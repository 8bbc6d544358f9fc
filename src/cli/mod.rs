//! CLI interface and argument parsing
//!
//! Command-line interface for the de-identification engine using clap.

pub mod commands;

use clap::{Parser, Subcommand};

/// Deidentify - PII detection and de-identification tool
#[derive(Parser, Debug)]
#[command(name = "deidentify")]
#[command(version, about, long_about = None)]
pub struct Cli {
    /// Path to configuration file
    #[arg(short, long, default_value = "deidentify.toml", env = "DEID_CONFIG")]
    pub config: String,

    /// Log level (trace, debug, info, warn, error)
    #[arg(short, long, env = "DEID_LOG_LEVEL")]
    pub log_level: Option<String>,

    /// Subcommand to execute
    #[command(subcommand)]
    pub command: Commands,
}

/// Available commands
#[derive(Subcommand, Debug)]
pub enum Commands {
    /// Detect PII spans in text and print them as JSON
    Analyze(commands::analyze::AnalyzeArgs),

    /// De-identify text with a named strategy
    Deidentify(commands::deidentify::DeidentifyArgs),

    /// De-identify the free-text fields of a JSON patient record
    Record(commands::record::RecordArgs),

    /// Validate configuration file
    ValidateConfig(commands::validate::ValidateArgs),
}

#[cfg(test)]
mod tests {
    use super::*;

    #[test]
    fn test_cli_parse_analyze() {
        let cli = Cli::parse_from(["deidentify", "analyze", "some text"]);
        assert_eq!(cli.config, "deidentify.toml");
        assert!(matches!(cli.command, Commands::Analyze(_)));
    }

    #[test]
    fn test_cli_parse_with_config() {
        let cli = Cli::parse_from(["deidentify", "--config", "custom.toml", "analyze", "x"]);
        assert_eq!(cli.config, "custom.toml");
    }

    #[test]
    fn test_cli_parse_with_log_level() {
        let cli = Cli::parse_from(["deidentify", "--log-level", "debug", "analyze", "x"]);
        assert_eq!(cli.log_level, Some("debug".to_string()));
    }

    #[test]
    fn test_cli_parse_deidentify_strategy() {
        let cli = Cli::parse_from(["deidentify", "deidentify", "--strategy", "hash", "x"]);
        match cli.command {
            Commands::Deidentify(args) => assert_eq!(args.strategy, "hash"),
            _ => panic!("expected deidentify subcommand"),
        }
    }

    #[test]
    fn test_cli_parse_validate_config() {
        let cli = Cli::parse_from(["deidentify", "validate-config"]);
        assert!(matches!(cli.command, Commands::ValidateConfig(_)));
    }

    #[test]
    fn test_cli_parse_record() {
        let cli = Cli::parse_from(["deidentify", "record", "--file", "patient.json"]);
        assert!(matches!(cli.command, Commands::Record(_)));
    }
}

= = = = =

▶ _Task directions_:
Print every entry exactly as it appears.

▶ _Output of the exercise_:
repository 8bbc6d544358f9fc
filename src/cli/mod.rs
//! CLI interface and argument parsing
//!
//! Command-line interface for the de-identification engine using clap.

pub mod commands;

use clap::{Parser, Subcommand};

/// Deidentify - PII detection and de-identification tool
#[derive(Parser, Debug)]
#[command(name = "deidentify")]
#[command(version, about, long_about = None)]
pub struct Cli {
    /// Path to configuration file
    #[arg(short, long, default_value = "deidentify.toml", env = "DEID_CONFIG")]
    pub config: String,

    /// Log level (trace, debug, info, warn, error)
    #[arg(short, long, env = "DEID_LOG_LEVEL")]
    pub log_level: Option<String>,

    /// Subcommand to execute
    #[command(subcommand)]
    pub command: Commands,
}

/// Available commands
#[derive(Subcommand, Debug)]
pub enum Commands {
    /// Detect PII spans in text and print them as JSON
    Analyze(commands::analyze::AnalyzeArgs),

    /// De-identify text with a named strategy
    Deidentify(commands::deidentify::DeidentifyArgs),

    /// De-identify the free-text fields of a JSON patient record
    Record(commands::record::RecordArgs),

    /// Validate configuration file
    ValidateConfig(commands::validate::ValidateArgs),
}

#[cfg(test)]
mod tests {
    use super::*;

    #[test]
    fn test_cli_parse_analyze() {
        let cli = Cli::parse_from(["deidentify", "analyze", "some text"]);
        assert_eq!(cli.config, "deidentify.toml");
        assert!(matches!(cli.command, Commands::Analyze(_)));
    }

    #[test]
    fn test_cli_parse_with_config() {
        let cli = Cli::parse_from(["deidentify", "--config", "custom.toml", "analyze", "x"]);
        assert_eq!(cli.config, "custom.toml");
    }

    #[test]
    fn test_cli_parse_with_log_level() {
        let cli = Cli::parse_from(["deidentify", "--log-level", "debug", "analyze", "x"]);
        assert_eq!(cli.log_level, Some("debug".to_string()));
    }

    #[test]
    fn test_cli_parse_deidentify_strategy() {
        let cli = Cli::parse_from(["deidentify", "deidentify", "--strategy", "hash", "x"]);
        match cli.command {
            Commands::Deidentify(args) => assert_eq!(args.strategy, "hash"),
            _ => panic!("expected deidentify subcommand"),
        }
    }

    #[test]
    fn test_cli_parse_validate_config() {
        let cli = Cli::parse_from(["deidentify", "validate-config"]);
        assert!(matches!(cli.command, Commands::ValidateConfig(_)));
    }

    #[test]
    fn test_cli_parse_record() {
        let cli = Cli::parse_from(["deidentify", "record", "--file", "patient.json"]);
        assert!(matches!(cli.command, Commands::Record(_)));
    }
}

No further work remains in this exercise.